*Exercise directions*.
After locating the line that holds "quote_from_json(ticker, &body)", output it and all following lines word for word, stopping only at the end of the data.

[Dataset items]

☆ ☆ ☆ ☆ ☆

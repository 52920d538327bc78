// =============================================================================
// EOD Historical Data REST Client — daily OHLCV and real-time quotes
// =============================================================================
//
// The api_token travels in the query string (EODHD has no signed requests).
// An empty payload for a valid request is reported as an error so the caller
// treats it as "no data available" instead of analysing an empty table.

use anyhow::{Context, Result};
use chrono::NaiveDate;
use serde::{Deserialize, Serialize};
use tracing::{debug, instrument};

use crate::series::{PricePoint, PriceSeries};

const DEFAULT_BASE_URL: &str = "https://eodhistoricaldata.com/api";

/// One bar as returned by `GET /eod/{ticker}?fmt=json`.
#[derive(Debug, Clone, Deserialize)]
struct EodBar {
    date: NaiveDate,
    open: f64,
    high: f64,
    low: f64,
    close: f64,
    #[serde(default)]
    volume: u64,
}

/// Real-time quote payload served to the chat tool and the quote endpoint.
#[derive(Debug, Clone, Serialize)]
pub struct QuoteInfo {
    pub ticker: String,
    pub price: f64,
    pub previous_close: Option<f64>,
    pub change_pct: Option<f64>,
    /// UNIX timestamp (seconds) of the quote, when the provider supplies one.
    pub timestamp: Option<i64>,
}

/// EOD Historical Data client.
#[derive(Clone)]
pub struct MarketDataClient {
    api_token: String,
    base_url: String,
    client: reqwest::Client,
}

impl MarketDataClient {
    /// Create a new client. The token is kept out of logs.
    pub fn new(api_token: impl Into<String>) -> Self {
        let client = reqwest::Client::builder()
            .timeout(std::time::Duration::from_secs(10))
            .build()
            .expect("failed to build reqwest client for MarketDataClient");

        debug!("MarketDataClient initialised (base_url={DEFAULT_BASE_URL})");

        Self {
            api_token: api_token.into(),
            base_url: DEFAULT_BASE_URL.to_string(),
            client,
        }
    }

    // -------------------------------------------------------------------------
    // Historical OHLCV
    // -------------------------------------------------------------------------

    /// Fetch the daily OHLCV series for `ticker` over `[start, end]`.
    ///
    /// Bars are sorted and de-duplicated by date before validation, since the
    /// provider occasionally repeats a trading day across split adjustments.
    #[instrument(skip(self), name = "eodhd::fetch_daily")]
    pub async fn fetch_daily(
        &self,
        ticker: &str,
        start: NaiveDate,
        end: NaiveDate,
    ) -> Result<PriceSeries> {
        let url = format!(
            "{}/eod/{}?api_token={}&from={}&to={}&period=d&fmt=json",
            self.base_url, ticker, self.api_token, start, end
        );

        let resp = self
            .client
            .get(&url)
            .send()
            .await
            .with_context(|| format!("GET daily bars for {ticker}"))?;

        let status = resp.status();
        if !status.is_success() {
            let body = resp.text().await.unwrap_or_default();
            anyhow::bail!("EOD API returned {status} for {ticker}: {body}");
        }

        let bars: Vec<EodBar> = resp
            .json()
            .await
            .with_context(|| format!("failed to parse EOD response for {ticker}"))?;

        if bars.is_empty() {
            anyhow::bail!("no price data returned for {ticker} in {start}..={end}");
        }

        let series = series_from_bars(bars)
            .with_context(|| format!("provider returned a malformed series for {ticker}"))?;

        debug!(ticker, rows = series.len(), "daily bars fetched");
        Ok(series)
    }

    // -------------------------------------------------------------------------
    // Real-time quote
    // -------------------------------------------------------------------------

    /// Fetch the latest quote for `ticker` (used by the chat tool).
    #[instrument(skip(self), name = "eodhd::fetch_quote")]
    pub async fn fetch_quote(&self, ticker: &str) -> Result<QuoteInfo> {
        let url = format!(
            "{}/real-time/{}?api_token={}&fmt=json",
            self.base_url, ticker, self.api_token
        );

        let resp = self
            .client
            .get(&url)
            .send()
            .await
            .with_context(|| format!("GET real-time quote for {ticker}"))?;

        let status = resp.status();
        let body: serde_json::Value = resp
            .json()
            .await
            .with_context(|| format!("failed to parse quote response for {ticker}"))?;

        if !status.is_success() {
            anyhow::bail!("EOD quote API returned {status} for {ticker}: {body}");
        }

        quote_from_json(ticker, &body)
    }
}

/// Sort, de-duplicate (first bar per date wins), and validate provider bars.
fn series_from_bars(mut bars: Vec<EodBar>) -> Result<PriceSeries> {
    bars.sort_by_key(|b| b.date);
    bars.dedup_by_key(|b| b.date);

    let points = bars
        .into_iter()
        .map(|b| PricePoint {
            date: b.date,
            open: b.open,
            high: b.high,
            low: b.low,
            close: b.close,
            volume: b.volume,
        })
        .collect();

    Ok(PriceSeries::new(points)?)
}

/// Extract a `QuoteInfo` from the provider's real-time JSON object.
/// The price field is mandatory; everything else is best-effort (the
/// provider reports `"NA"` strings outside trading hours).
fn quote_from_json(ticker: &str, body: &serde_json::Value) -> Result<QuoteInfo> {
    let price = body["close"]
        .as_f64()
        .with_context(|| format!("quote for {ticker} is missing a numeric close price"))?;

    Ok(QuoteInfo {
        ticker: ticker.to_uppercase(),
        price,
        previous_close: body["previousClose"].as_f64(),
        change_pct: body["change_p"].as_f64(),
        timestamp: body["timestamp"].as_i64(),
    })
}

☆ ☆ ☆ ☆ ☆

*Output of the task*.
        quote_from_json(ticker, &body)
    }
}

/// Sort, de-duplicate (first bar per date wins), and validate provider bars.
fn series_from_bars(mut bars: Vec<EodBar>) -> Result<PriceSeries> {
    bars.sort_by_key(|b| b.date);
    bars.dedup_by_key(|b| b.date);

    let points = bars
        .into_iter()
        .map(|b| PricePoint {
            date: b.date,
            open: b.open,
            high: b.high,
            low: b.low,
            close: b.close,
            volume: b.volume,
        })
        .collect();

    Ok(PriceSeries::new(points)?)
}

/// Extract a `QuoteInfo` from the provider's real-time JSON object.
/// The price field is mandatory; everything else is best-effort (the
/// provider reports `"NA"` strings outside trading hours).
fn quote_from_json(ticker: &str, body: &serde_json::Value) -> Result<QuoteInfo> {
    let price = body["close"]
        .as_f64()
        .with_context(|| format!("quote for {ticker} is missing a numeric close price"))?;

    Ok(QuoteInfo {
        ticker: ticker.to_uppercase(),
        price,
        previous_close: body["previousClose"].as_f64(),
        change_pct: body["change_p"].as_f64(),
        timestamp: body["timestamp"].as_i64(),
    })
}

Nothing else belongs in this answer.